[Stored items]
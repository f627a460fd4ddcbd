// Copyright 2026 The ChromiumOS Authors
// Use of this source code is governed by a BSD-style license that can be
// found in the LICENSE file.

//! Output frame buffers exchanged between the client and the decode engine.

use std::collections::VecDeque;

use remain::sorted;
use thiserror::Error as ThisError;

use crate::error::Error;

/// A decoded-frame buffer, described by the bus address of each of its planes.
#[derive(Clone, Debug, PartialEq, Eq)]
pub struct FrameBuffer {
    pub planes: Vec<u32>,
}

impl FrameBuffer {
    pub fn new(planes: Vec<u32>) -> Self {
        FrameBuffer { planes }
    }
}

/// Who owns an output buffer.
#[derive(Clone, Copy, Debug, PartialEq, Eq)]
pub enum BufferState {
    /// Owned by the engine, which may decode into it.
    Free,
    /// Holds a decoded frame owned by the client.
    Decoded,
    /// Returned by the client, waiting for the engine to accept it back.
    Recycling,
}

#[sorted]
#[derive(Debug, ThisError, PartialEq, Eq)]
pub enum BufferError {
    #[error("buffer {index} is {state:?}, expected {expected:?}")]
    BadState {
        index: u8,
        state: BufferState,
        expected: BufferState,
    },
    #[error("no output buffer with index {0}")]
    InvalidIndex(u8),
}

impl From<BufferError> for Error {
    fn from(e: BufferError) -> Error {
        match e {
            BufferError::InvalidIndex(_) => Error::InvalidParameter(e.to_string()),
            BufferError::BadState { .. } => Error::ProtocolViolation(e.to_string()),
        }
    }
}

/// Slot states of a session's output buffers plus the FIFO of buffers waiting to be handed back
/// to the engine.
pub struct OutputPool {
    states: Vec<BufferState>,
    // Indices of `Recycling` buffers, oldest first. Never holds more than `states.len()` entries.
    pending: VecDeque<u8>,
}

impl OutputPool {
    /// A pool of `count` buffers, all owned by the engine.
    pub fn new(count: usize) -> Self {
        OutputPool {
            states: vec![BufferState::Free; count],
            pending: VecDeque::with_capacity(count),
        }
    }

    pub fn len(&self) -> usize {
        self.states.len()
    }

    pub fn is_empty(&self) -> bool {
        self.states.is_empty()
    }

    pub fn state(&self, index: u8) -> Option<BufferState> {
        self.states.get(index as usize).copied()
    }

    pub fn count(&self, state: BufferState) -> usize {
        self.states.iter().filter(|s| **s == state).count()
    }

    fn transition(
        &mut self,
        index: u8,
        expected: BufferState,
        next: BufferState,
    ) -> Result<(), BufferError> {
        let state = self
            .states
            .get_mut(index as usize)
            .ok_or(BufferError::InvalidIndex(index))?;
        if *state != expected {
            return Err(BufferError::BadState {
                index,
                state: *state,
                expected,
            });
        }
        *state = next;
        Ok(())
    }

    /// The engine finished decoding into `index`.
    pub fn mark_decoded(&mut self, index: u8) -> Result<(), BufferError> {
        self.transition(index, BufferState::Free, BufferState::Decoded)
    }

    /// The client is done with `index`; queue it for recycling.
    pub fn queue_recycle(&mut self, index: u8) -> Result<(), BufferError> {
        self.transition(index, BufferState::Decoded, BufferState::Recycling)?;
        self.pending.push_back(index);
        Ok(())
    }

    /// Oldest buffer waiting to be recycled.
    pub fn next_recycle(&self) -> Option<u8> {
        self.pending.front().copied()
    }

    /// The oldest pending buffer was handed back to the engine.
    pub fn complete_recycle(&mut self) -> Option<u8> {
        let index = self.pending.pop_front()?;
        self.states[index as usize] = BufferState::Free;
        Some(index)
    }

    pub fn pending_recycles(&self) -> usize {
        self.pending.len()
    }

    /// Drops every pending recycle. Buffers keep their state, the engine no longer owns any.
    /// Returns how many buffers were outstanding.
    pub fn abandon(&mut self) -> usize {
        self.pending.clear();
        self.states
            .iter()
            .filter(|s| **s != BufferState::Free)
            .count()
    }
}
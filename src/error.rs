// Copyright 2026 The ChromiumOS Authors
// Use of this source code is governed by a BSD-style license that can be
// found in the LICENSE file.

//! Errors that can happen while setting up or running a decode session.

use remain::sorted;
use thiserror::Error as ThisError;

use crate::format::HwRevision;
use crate::format::PixelFormat;

#[sorted]
#[derive(ThisError, Debug)]
pub enum Error {
    /// Another session is already started on this engine.
    #[error("the decode engine is already running another session")]
    EngineBusy,
    /// The firmware blob could not be read or pushed into the engine.
    #[error("failed to load firmware {path}: {reason}")]
    FirmwareLoadFailure { path: String, reason: String },
    /// The engine reported an unrecoverable decode fault.
    #[error("the decode engine reported a fatal error")]
    HardwareFault,
    /// Invalid parameters were passed by the client.
    #[error("invalid parameter: {0}")]
    InvalidParameter(String),
    /// No descriptor exists for this format on this hardware revision.
    #[error("format {format} is not supported on {revision}")]
    NotSupported {
        revision: HwRevision,
        format: PixelFormat,
    },
    /// An operation was invoked out of state machine order.
    #[error("protocol violation: {0}")]
    ProtocolViolation(String),
    /// DMA memory, canvases or FIFO space ran out.
    #[error("resource exhausted: {0}")]
    ResourceExhausted(String),
}

impl Error {
    /// Whether the caller may retry, possibly with different parameters, without tearing the
    /// session down first.
    pub fn is_retryable(&self) -> bool {
        matches!(
            self,
            Error::EngineBusy
                | Error::InvalidParameter(_)
                | Error::NotSupported { .. }
                | Error::ResourceExhausted(_)
        )
    }

    /// Whether the session must be stopped before anything else can happen on it.
    pub fn requires_teardown(&self) -> bool {
        matches!(self, Error::HardwareFault | Error::ProtocolViolation(_))
    }
}

pub type Result<T> = std::result::Result<T, Error>;
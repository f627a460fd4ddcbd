// Copyright 2026 The ChromiumOS Authors
// Use of this source code is governed by a BSD-style license that can be
// found in the LICENSE file.

//! Command line front end: lists capabilities, checks firmware and drives an emulated engine.

use std::path::Path;
use std::path::PathBuf;

use anyhow::bail;
use anyhow::Context;
use argh::FromArgs;
use log::error;
use log::info;
use vdec::emulated::EmulatedEngine;
use vdec::firmware::Firmware;
use vdec::registry;
use vdec::AccessUnit;
use vdec::DecoderEvent;
use vdec::EngineConfig;
use vdec::FrameBuffer;
use vdec::HwRevision;
use vdec::PixelFormat;

/// Bus address of the first emulated output buffer. Outside the default DMA pool.
const FRAME_BASE: u32 = 0x4000_0000;
const FRAME_STRIDE: u32 = 0x40_0000;
const PLANE_STRIDE: u32 = 0x20_0000;

#[derive(FromArgs)]
#[argh(subcommand, name = "caps", description = "List the formats an engine decodes.")]
struct CapsCommand {
    /// hardware revision (gxbb, gxl or gxm)
    #[argh(option, default = "HwRevision::Gxl")]
    revision: HwRevision,
    /// print JSON instead of a table
    #[argh(switch)]
    json: bool,
}

#[derive(FromArgs)]
#[argh(
    subcommand,
    name = "check-firmware",
    description = "Check that every firmware blob of a revision is present and large enough."
)]
struct CheckFirmwareCommand {
    /// engine configuration file
    #[argh(option)]
    config: Option<PathBuf>,
    /// firmware directory, overriding the configuration
    #[argh(option)]
    firmware_dir: Option<PathBuf>,
    /// hardware revision, overriding the configuration
    #[argh(option)]
    revision: Option<HwRevision>,
}

#[derive(FromArgs)]
#[argh(
    subcommand,
    name = "simulate",
    description = "Decode a synthetic stream on an emulated engine."
)]
struct SimulateCommand {
    /// compressed format to decode
    #[argh(option, default = "PixelFormat::Mpeg4")]
    format: PixelFormat,
    /// number of frames to decode
    #[argh(option, default = "16")]
    frames: u32,
    /// engine configuration file
    #[argh(option)]
    config: Option<PathBuf>,
    /// firmware directory, overriding the configuration
    #[argh(option)]
    firmware_dir: Option<PathBuf>,
}

#[derive(FromArgs)]
#[argh(subcommand)]
enum Command {
    Caps(CapsCommand),
    CheckFirmware(CheckFirmwareCommand),
    Simulate(SimulateCommand),
}

#[derive(FromArgs)]
/// Amlogic vdec decode engine utilities.
struct Options {
    #[argh(subcommand)]
    command: Command,
}

fn load_config(path: Option<&Path>) -> anyhow::Result<EngineConfig> {
    match path {
        Some(path) => EngineConfig::from_json_file(path)
            .with_context(|| format!("failed to load configuration {}", path.display())),
        None => Ok(EngineConfig::default()),
    }
}

fn caps(cmd: CapsCommand) -> anyhow::Result<()> {
    let caps = registry::capabilities(cmd.revision);
    if cmd.json {
        println!(
            "{}",
            serde_json::to_string_pretty(&caps).context("failed to serialize capabilities")?
        );
        return Ok(());
    }
    for cap in caps {
        let outputs: Vec<String> = cap.output_formats.iter().map(|f| f.to_string()).collect();
        println!(
            "{:<6} buffers {:>2}..={:<2} up to {}x{} -> {}",
            cap.format.to_string(),
            cap.min_buffers,
            cap.max_buffers,
            cap.max_width,
            cap.max_height,
            outputs.join(", ")
        );
    }
    Ok(())
}

fn check_firmware(cmd: CheckFirmwareCommand) -> anyhow::Result<()> {
    let mut config = load_config(cmd.config.as_deref())?;
    if let Some(dir) = cmd.firmware_dir {
        config.firmware_dir = dir;
    }
    if let Some(revision) = cmd.revision {
        config.revision = revision;
    }

    let mut missing = 0;
    for cap in registry::capabilities(config.revision) {
        let desc = registry::resolve(config.revision, cap.format)?;
        match Firmware::load(
            &config.firmware_dir,
            desc.firmware_path,
            desc.codec.extended_firmware_size(),
        ) {
            Ok(_) => println!("{:<6} {} ok", desc.format.to_string(), desc.firmware_path),
            Err(e) => {
                println!("{:<6} {}", desc.format.to_string(), e);
                missing += 1;
            }
        }
    }
    if missing > 0 {
        bail!("{} formats cannot be decoded on {}", missing, config.revision);
    }
    Ok(())
}

fn simulate(cmd: SimulateCommand) -> anyhow::Result<()> {
    let mut config = load_config(cmd.config.as_deref())?;
    if let Some(dir) = cmd.firmware_dir {
        config.firmware_dir = dir;
    }
    // Recycles are pumped in lock step with the scripted firmware.
    config.recycle_interval_ms = None;

    let emu = EmulatedEngine::new();
    let core = emu
        .core(config)
        .context("failed to attach to the emulated engine")?;
    let mut session = core
        .open_session(cmd.format)
        .with_context(|| format!("failed to open a {} session", cmd.format))?;
    let desc = session.descriptor();
    let family = desc.codec;
    let planes = session.params().output_format.num_planes() as u32;
    let buffers = desc.min_buffers;
    let frames = (0..buffers)
        .map(|i| {
            FrameBuffer::new(
                (0..planes)
                    .map(|p| FRAME_BASE + i * FRAME_STRIDE + p * PLANE_STRIDE)
                    .collect(),
            )
        })
        .collect();
    session.set_output_buffers(frames)?;
    session.start().context("failed to start the session")?;

    if family == vdec::codec::CodecFamily::H264 {
        let params = session.params();
        emu.signal_source_change((params.width + 15) / 16, (params.height + 15) / 16, buffers);
        core.handle_interrupt();
    }

    let mut decoded = 0;
    for i in 0..cmd.frames {
        // A start code is enough, the emulated engine does not parse.
        let unit = [0u8, 0, 1, 0xb6, i as u8];
        session
            .queue_input(AccessUnit {
                data: &unit,
                timestamp: i as u64 * 33_333,
            })
            .with_context(|| format!("failed to queue access unit {}", i))?;
        emu.consume_input();
        emu.signal_frame(family, (i % buffers) as u8);
        core.handle_interrupt();

        while let Some(event) = session.try_dequeue_event() {
            println!("{:?}", event);
            match event {
                DecoderEvent::FrameDecoded { buffer_index, .. } => {
                    decoded += 1;
                    session.submit_output_buffer(buffer_index)?;
                }
                DecoderEvent::HardwareFault => bail!("engine fault after {} frames", decoded),
                DecoderEvent::SourceChanged { .. } => (),
            }
        }
        emu.accept_recycles(family);
        session.pump_recycle();
    }

    session.stop().context("failed to stop the session")?;
    info!(
        "decoded {} of {} frames, {} bytes of DMA memory still held",
        decoded,
        cmd.frames,
        core.dma_allocated()
    );
    if decoded != cmd.frames {
        bail!("only {} of {} frames decoded", decoded, cmd.frames);
    }
    Ok(())
}

fn main() {
    env_logger::Builder::from_env(env_logger::Env::default().default_filter_or("info")).init();

    let options: Options = argh::from_env();
    let result = match options.command {
        Command::Caps(cmd) => caps(cmd),
        Command::CheckFirmware(cmd) => check_firmware(cmd),
        Command::Simulate(cmd) => simulate(cmd),
    };
    if let Err(e) = result {
        error!("{:#}", e);
        std::process::exit(1);
    }
}
// Copyright 2026 The ChromiumOS Authors
// Use of this source code is governed by a BSD-style license that can be
// found in the LICENSE file.

//! Decoder firmware blobs.

use std::fs;
use std::path::Path;

use log::debug;

use crate::error::Error;
use crate::error::Result;

/// Size of the engine's instruction memory. Blobs are at least this large and only this much is
/// loaded.
pub const MC_SIZE: usize = 16 * 1024;

/// Microcode ready to be pushed into the engine.
pub struct Firmware {
    path: String,
    code: Vec<u8>,
    extended: Vec<u8>,
}

impl Firmware {
    /// Reads `path` relative to `firmware_dir`. Some codecs expect `extended_size` more bytes
    /// after the instruction memory image, which they load themselves.
    pub fn load(firmware_dir: &Path, path: &str, extended_size: usize) -> Result<Firmware> {
        let full = firmware_dir.join(path);
        let mut code = fs::read(&full).map_err(|e| Error::FirmwareLoadFailure {
            path: full.display().to_string(),
            reason: e.to_string(),
        })?;
        let expected = MC_SIZE + extended_size;
        if code.len() < expected {
            return Err(Error::FirmwareLoadFailure {
                path: full.display().to_string(),
                reason: format!("{} bytes, expected at least {}", code.len(), expected),
            });
        }
        debug!("firmware {}: {} bytes", full.display(), code.len());
        let mut extended = code.split_off(MC_SIZE);
        extended.truncate(extended_size);
        Ok(Firmware {
            path: path.to_string(),
            code,
            extended,
        })
    }

    /// Path relative to the firmware directory.
    pub fn path(&self) -> &str {
        &self.path
    }

    /// The first `MC_SIZE` bytes of the blob.
    pub fn code(&self) -> &[u8] {
        &self.code
    }

    /// The bytes following the instruction memory image, if the codec asked for any.
    pub fn extended(&self) -> &[u8] {
        &self.extended
    }
}

#[cfg(test)]
mod tests {
    use super::*;

    #[test]
    fn load_truncates() {
        let dir = tempfile::tempdir().unwrap();
        fs::create_dir_all(dir.path().join("meson/gx")).unwrap();
        let mut blob = vec![0xa5u8; MC_SIZE + 100];
        blob[MC_SIZE - 1] = 0x11;
        fs::write(dir.path().join("meson/gx/vmpeg4_mc_5"), &blob).unwrap();

        let fw = Firmware::load(dir.path(), "meson/gx/vmpeg4_mc_5", 0).unwrap();
        assert_eq!(fw.path(), "meson/gx/vmpeg4_mc_5");
        assert_eq!(fw.code().len(), MC_SIZE);
        assert_eq!(fw.code()[MC_SIZE - 1], 0x11);
        assert!(fw.extended().is_empty());
    }

    #[test]
    fn load_extended() {
        let dir = tempfile::tempdir().unwrap();
        let mut blob = vec![0u8; MC_SIZE + 64];
        blob[MC_SIZE] = 0x42;
        fs::write(dir.path().join("vh264_mc"), &blob).unwrap();

        let fw = Firmware::load(dir.path(), "vh264_mc", 32).unwrap();
        assert_eq!(fw.code().len(), MC_SIZE);
        assert_eq!(fw.extended().len(), 32);
        assert_eq!(fw.extended()[0], 0x42);
        assert!(Firmware::load(dir.path(), "vh264_mc", 65).is_err());
    }

    #[test]
    fn missing_or_short_blob() {
        let dir = tempfile::tempdir().unwrap();
        assert!(matches!(
            Firmware::load(dir.path(), "meson/gx/vh264_mc", 0),
            Err(Error::FirmwareLoadFailure { .. })
        ));
        fs::write(dir.path().join("short"), vec![0u8; MC_SIZE - 1]).unwrap();
        match Firmware::load(dir.path(), "short", 0) {
            Err(Error::FirmwareLoadFailure { reason, .. }) => {
                assert!(reason.contains("16384"), "{}", reason)
            }
            _ => panic!("short firmware accepted"),
        }
    }
}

[TASK TO CARRY OUT]
Tally up how many lines in the records contain the string "write". Answer with that figure only.

[RESULT FOR THIS TASK]
3